Risk factors: The value of the Portfolio's shares will change, and you could lose money on your investment. An investment in the Portfolio is not a bank deposit and is not insured or guaranteed by the Federal Deposit Insurance Corporation or any other government agency. Fixed-income securities are subject to interest rate risk and, as such, the net asset value of the Portfolio may fall as interest rates rise. The lower-rated securities in which the Portfolio may invest may carry greater risk of nonpayment of interest or principal then higher-rated bonds. In addition to the risks typically associated with fixed-income securities, loan participations in which the Portfolio may invest carry other risks, including the risk of insolvency of the lending bank or other intermediary.
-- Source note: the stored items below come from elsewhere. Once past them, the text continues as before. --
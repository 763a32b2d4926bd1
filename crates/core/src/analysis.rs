#![forbid(unsafe_code)]

//! Syntactic-analysis post-processing and output annotation. The model's
//! sentence trees are corrected against the element-type multiset, then
//! spliced back onto the parallel book by source text.

use crate::book::{AnalysisRecord, TranslationPair};
use serde_json::{Map, Value, json};
use std::collections::{HashMap, VecDeque};

#[derive(Clone, Debug, PartialEq)]
pub enum AnalysisInputError {
    NotParallel,
}

impl std::fmt::Display for AnalysisInputError {
    fn fmt(&self, f: &mut std::fmt::Formatter<'_>) -> std::fmt::Result {
        match self {
            Self::NotParallel => write!(f, "not parallel book data"),
        }
    }
}

impl std::error::Error for AnalysisInputError {}

const PAIR_BLOCK_KEYS: &[&str] = &["header", "paragraph", "blockquote", "list", "table"];

/// Visit every `{source, target}` pair object of a parallel book in
/// document order: title, author, then chapter titles and body blocks.
fn visit_pairs(book: &mut Value, visit: &mut impl FnMut(&mut Map<String, Value>)) {
    fn visit_obj(value: &mut Value, visit: &mut impl FnMut(&mut Map<String, Value>)) {
        if let Some(obj) = value.as_object_mut()
            && obj.contains_key("source")
        {
            visit(obj);
        }
    }

    if let Some(title) = book.get_mut("title") {
        visit_obj(title, visit);
    }
    if let Some(author) = book.get_mut("author") {
        visit_obj(author, visit);
    }
    let Some(chapters) = book.get_mut("chapters").and_then(Value::as_array_mut) else {
        return;
    };
    for chapter in chapters {
        if let Some(title) = chapter.get_mut("title") {
            visit_obj(title, visit);
        }
        let Some(body) = chapter.get_mut("body").and_then(Value::as_array_mut) else {
            continue;
        };
        for element in body {
            for name in PAIR_BLOCK_KEYS {
                match element.get_mut(*name) {
                    Some(Value::Array(items)) => {
                        for item in items {
                            if let Value::Array(cells) = item {
                                for cell in cells {
                                    visit_obj(cell, visit);
                                }
                            } else {
                                visit_obj(item, visit);
                            }
                        }
                    }
                    Some(other) => visit_obj(other, visit),
                    None => {}
                }
            }
        }
    }
}

/// Extract the ordered `{source, target}` pairs of a parallel book.
pub fn collect_pairs(book: &mut Value) -> Result<Vec<TranslationPair>, AnalysisInputError> {
    if book.get("format").and_then(Value::as_str) != Some("parallel") {
        return Err(AnalysisInputError::NotParallel);
    }
    let mut pairs = Vec::new();
    visit_pairs(book, &mut |obj| {
        let source = obj.get("source").and_then(Value::as_str).unwrap_or("");
        let target = obj.get("target").and_then(Value::as_str).unwrap_or("");
        pairs.push(TranslationPair::new(source, target));
    });
    Ok(pairs)
}

fn element_text_is_blank(element: &Value) -> bool {
    element
        .get("text")
        .and_then(Value::as_str)
        .map(|t| t.trim().is_empty())
        .unwrap_or(true)
}

/// Drop blank elements and correct `pattern` to match the element-type
/// multiset. Precedence: O with C is SVOC, two O is SVOO, O alone is SVO,
/// C alone is SVC, otherwise SV; without a V the pattern stays as-is.
pub fn postprocess_sentence(sentence: &mut Value, index: i64) {
    let Some(obj) = sentence.as_object_mut() else {
        return;
    };
    let mut counts: HashMap<String, usize> = HashMap::new();
    if let Some(elements) = obj.get_mut("elements").and_then(Value::as_array_mut) {
        elements.retain(|element| !element_text_is_blank(element));
        for element in elements.iter() {
            if let Some(kind) = element.get("type").and_then(Value::as_str) {
                *counts.entry(kind.to_string()).or_insert(0) += 1;
            }
        }
    }
    if !counts.contains_key("V") {
        return;
    }
    let corrected = if counts.contains_key("O") {
        if counts.contains_key("C") {
            "SVOC"
        } else if counts.get("O").copied().unwrap_or(0) >= 2 {
            "SVOO"
        } else {
            "SVO"
        }
    } else if counts.contains_key("C") {
        "SVC"
    } else {
        "SV"
    };
    let pattern = obj.get("pattern").and_then(Value::as_str).unwrap_or("");
    if pattern != corrected {
        let text = obj.get("text").and_then(Value::as_str).unwrap_or("");
        log::debug!("pattern corrected: {pattern} -> {corrected} : task={index}: {text}");
        obj.insert("pattern".to_string(), json!(corrected));
    }
}

fn postprocess_children(sentence: &mut Value, index: i64) {
    for key in ["subclauses", "subsentences"] {
        if let Some(children) = sentence.get_mut(key).and_then(Value::as_array_mut) {
            for child in children {
                postprocess_sentence(child, index);
            }
        }
    }
}

/// Per-task post-processing over a response's content list, one item per
/// request pair.
pub fn postprocess_response(content: &mut Value, request: &[TranslationPair], index: i64) {
    let Some(items) = content.as_array_mut() else {
        return;
    };
    for (item, pair) in items.iter_mut().zip(request) {
        let Some(sentences) = item.as_array_mut() else {
            continue;
        };
        // a common model slip: the first "sentence" echoes the whole
        // source and the second repeats its own tail
        if sentences.len() == 2 {
            let first_text = sentences[0]
                .get("text")
                .and_then(Value::as_str)
                .unwrap_or("")
                .to_string();
            let second_text = sentences[1]
                .get("text")
                .and_then(Value::as_str)
                .unwrap_or("")
                .to_string();
            if first_text == pair.source
                && let Some(stripped) = first_text.strip_suffix(second_text.as_str())
            {
                let short = stripped.trim_end();
                if short.chars().count() >= 3
                    && let Some(obj) = sentences[0].as_object_mut()
                {
                    obj.insert("text".to_string(), json!(short));
                }
            }
        }
        for sentence in sentences {
            postprocess_sentence(sentence, index);
            postprocess_children(sentence, index);
        }
    }
}

/// Run post-processing over every completed task.
pub fn postprocess_tasks(tasks: &mut [AnalysisRecord]) {
    for task in tasks {
        let index = task.index;
        let request = task.request.clone();
        if let Some(response) = task.response.as_mut() {
            postprocess_response(&mut response.content, &request, index);
        }
    }
}

fn strip_format(sentence: &mut Value) {
    let Some(obj) = sentence.as_object_mut() else {
        return;
    };
    obj.remove("format");
    for key in ["subclauses", "subsentences"] {
        if let Some(children) = obj.get_mut(key).and_then(Value::as_array_mut) {
            for child in children {
                if let Some(child_obj) = child.as_object_mut() {
                    child_obj.remove("format");
                }
            }
        }
    }
}

/// Splice completed analyses back onto the parallel book. Results are
/// keyed by source text and consumed in document order so repeated texts
/// resolve to distinct task items.
pub fn annotate_book(book: &mut Value, tasks: &[AnalysisRecord]) {
    let mut depot: HashMap<String, VecDeque<(String, Value)>> = HashMap::new();
    for task in tasks {
        let Some(response) = &task.response else {
            log::warn!("Stop by an unprocessed task: {}", task.index);
            break;
        };
        let items = response.content.as_array().map(Vec::as_slice).unwrap_or(&[]);
        for (seq, (pair, item)) in task.request.iter().zip(items).enumerate() {
            let index_seq = format!("{:05}-{:03}", task.index, seq);
            depot
                .entry(pair.source.clone())
                .or_default()
                .push_back((index_seq, item.clone()));
        }
    }
    visit_pairs(book, &mut |obj| {
        let source = obj.get("source").and_then(Value::as_str).unwrap_or("");
        let Some(results) = depot.get_mut(source) else {
            return;
        };
        let Some((index_seq, content)) = results.pop_front() else {
            return;
        };
        let mut sentences = content.as_array().cloned().unwrap_or_default();
        for (i, sentence) in sentences.iter_mut().enumerate() {
            strip_format(sentence);
            if let Some(sentence_obj) = sentence.as_object_mut() {
                sentence_obj.insert("id".to_string(), json!(format!("{index_seq}-{i:03}")));
            }
        }
        obj.insert("analysis".to_string(), Value::Array(sentences));
    });
}

#[cfg(test)]
mod tests {
    use super::*;
    use crate::book::AnalysisResponse;

    fn sentence(text: &str, pattern: &str, types: &[&str]) -> Value {
        let elements: Vec<Value> = types
            .iter()
            .map(|t| json!({"type": t, "text": "word", "translation": "語"}))
            .collect();
        json!({
            "format": "sentence",
            "text": text,
            "pattern": pattern,
            "elements": elements,
        })
    }

    #[test]
    fn corrects_pattern_to_svoc() {
        let mut s = sentence("You make me happy.", "SVO", &["S", "V", "O", "C"]);
        postprocess_sentence(&mut s, 0);
        assert_eq!(s["pattern"], "SVOC");
    }

    #[test]
    fn corrects_pattern_to_svoo() {
        let mut s = sentence("She gave him chocolate.", "SVO", &["S", "V", "O", "O"]);
        postprocess_sentence(&mut s, 0);
        assert_eq!(s["pattern"], "SVOO");
    }

    #[test]
    fn corrects_pattern_to_svo_svc_sv() {
        let mut s = sentence("You ate it.", "SV", &["S", "V", "O", "M"]);
        postprocess_sentence(&mut s, 0);
        assert_eq!(s["pattern"], "SVO");

        let mut s = sentence("He is kind.", "SVO", &["S", "V", "C"]);
        postprocess_sentence(&mut s, 0);
        assert_eq!(s["pattern"], "SVC");

        let mut s = sentence("I ran.", "SVC", &["S", "V", "M"]);
        postprocess_sentence(&mut s, 0);
        assert_eq!(s["pattern"], "SV");
    }

    #[test]
    fn keeps_pattern_without_verb() {
        let mut s = sentence("Nice to meet you.", "other", &["M"]);
        postprocess_sentence(&mut s, 0);
        assert_eq!(s["pattern"], "other");
    }

    #[test]
    fn drops_blank_elements_before_counting() {
        let mut s = sentence("He ran.", "SVO", &["S", "V"]);
        s["elements"]
            .as_array_mut()
            .expect("elements")
            .push(json!({"type": "O", "text": "   "}));
        postprocess_sentence(&mut s, 0);
        assert_eq!(s["pattern"], "SV");
        assert_eq!(s["elements"].as_array().expect("elements").len(), 2);
    }

    #[test]
    fn trims_echoed_tail_from_first_sentence() {
        let source = "He stopped. Then he ran.";
        let mut content = json!([[
            sentence(source, "SV", &["S", "V"]),
            sentence("Then he ran.", "SV", &["S", "V"]),
        ]]);
        postprocess_response(
            &mut content,
            &[TranslationPair::new(source, "彼は止まった。そして走った。")],
            7,
        );
        assert_eq!(content[0][0]["text"], "He stopped.");
        assert_eq!(content[0][1]["text"], "Then he ran.");
    }

    #[test]
    fn annotates_pairs_in_document_order() {
        let mut book = json!({
            "format": "parallel",
            "title": {"source": "A Tale", "target": "ある物語"},
            "chapters": [{
                "body": [
                    {"paragraph": [
                        {"source": "He ran.", "target": "彼は走った。"},
                        {"source": "He ran.", "target": "彼は走った。"},
                    ]},
                ],
            }],
        });
        let tasks = vec![AnalysisRecord {
            index: 0,
            request: vec![
                TranslationPair::new("A Tale", "ある物語"),
                TranslationPair::new("He ran.", "彼は走った。"),
                TranslationPair::new("He ran.", "彼は走った。"),
            ],
            response: Some(AnalysisResponse {
                content: json!([
                    [sentence("A Tale", "other", &["M"])],
                    [sentence("He ran.", "SV", &["S", "V"])],
                    [sentence("He ran.", "SV", &["S", "V"])],
                ]),
                cost: 0.0,
            }),
        }];
        annotate_book(&mut book, &tasks);
        assert_eq!(book["title"]["analysis"][0]["id"], "00000-000-000");
        let body = &book["chapters"][0]["body"][0]["paragraph"];
        assert_eq!(body[0]["analysis"][0]["id"], "00000-001-000");
        assert_eq!(body[1]["analysis"][0]["id"], "00000-002-000");
        // format tags are an exchange detail, not output
        assert!(body[0]["analysis"][0].get("format").is_none());
    }

    #[test]
    fn collect_pairs_requires_parallel_format() {
        let mut book = json!({"format": "source"});
        assert_eq!(
            collect_pairs(&mut book),
            Err(AnalysisInputError::NotParallel)
        );
    }

    #[test]
    fn collect_pairs_walks_tables_and_lists() {
        let mut book = json!({
            "format": "parallel",
            "chapters": [{
                "body": [
                    {"list": [
                        {"source": "one", "target": "一"},
                        {"source": "two", "target": "二"},
                    ]},
                    {"table": [[
                        {"source": "Name", "target": "名前"},
                        {"source": "Score", "target": "得点"},
                    ]]},
                ],
            }],
        });
        let pairs = collect_pairs(&mut book).expect("pairs");
        let sources: Vec<&str> = pairs.iter().map(|p| p.source.as_str()).collect();
        assert_eq!(sources, vec!["one", "two", "Name", "Score"]);
    }
}
//! LLM message types and the client seam
//!
//! Concrete provider transports live outside this crate; the engine only
//! depends on the [`client::LlmClient`] trait.

pub mod client;
pub mod messages;

pub use client::{LlmClient, LlmStream, StreamChunk};
pub use messages::{LlmMessage, LlmResponse, MessageRole};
Loan participations may be unsecured or not fully collateralized may be subject to restrictions on resale and sometimes trade infrequently on the secondary market. The Portfolio's emphasis on dividend-paying stocks involves the risk that such stocks may fall out of favor with investors and underperform nondividend paying stocks and the market as a whole over any period of time. In addition, there is no guarantee that the companies in which the Portfolio invests will declare dividends in the future or that dividends, if declared, will remain at current levels or increase over time. The amount of any dividend the company may pay may fluctuate significantly. In addition, the value of dividend-paying common stocks can decline when interest rates rise as fixed-income investments become more attractive to investors. This risk may be greater due to the current period of historically low interest rates. The Portfolio typically holds a limited number of stocks (generally 45 to 55). As a result, the appreciation or depreciation of any one security held by the Portfolio will have a greater impact on the Portfolio's net asset value than it would if the Portfolio invested in a large number of securities. The value of a security believed by the Portfolio's managers to be undervalued may never reach what the manager believes to be its full value, or such security’s value may decrease.

Annuities are long-term financial products designed for retirement purposes. Annuity and life insurance guarantees are based on the financial strength and claims-paying ability of the issuing insurance company. The guarantees have no bearing on the performance of a variable investment option. Variable investment options are subject to market risk, including loss of principal. There are charges and expenses associated with annuities and variable life insurance products, including mortality and expense risk charges, management fees, administrative fees, expenses for optional riders and deferred sales charges for early withdrawals. Withdrawals before age 59 1/2 may be subject to a 10% IRS tax penalty and surrender charges may apply.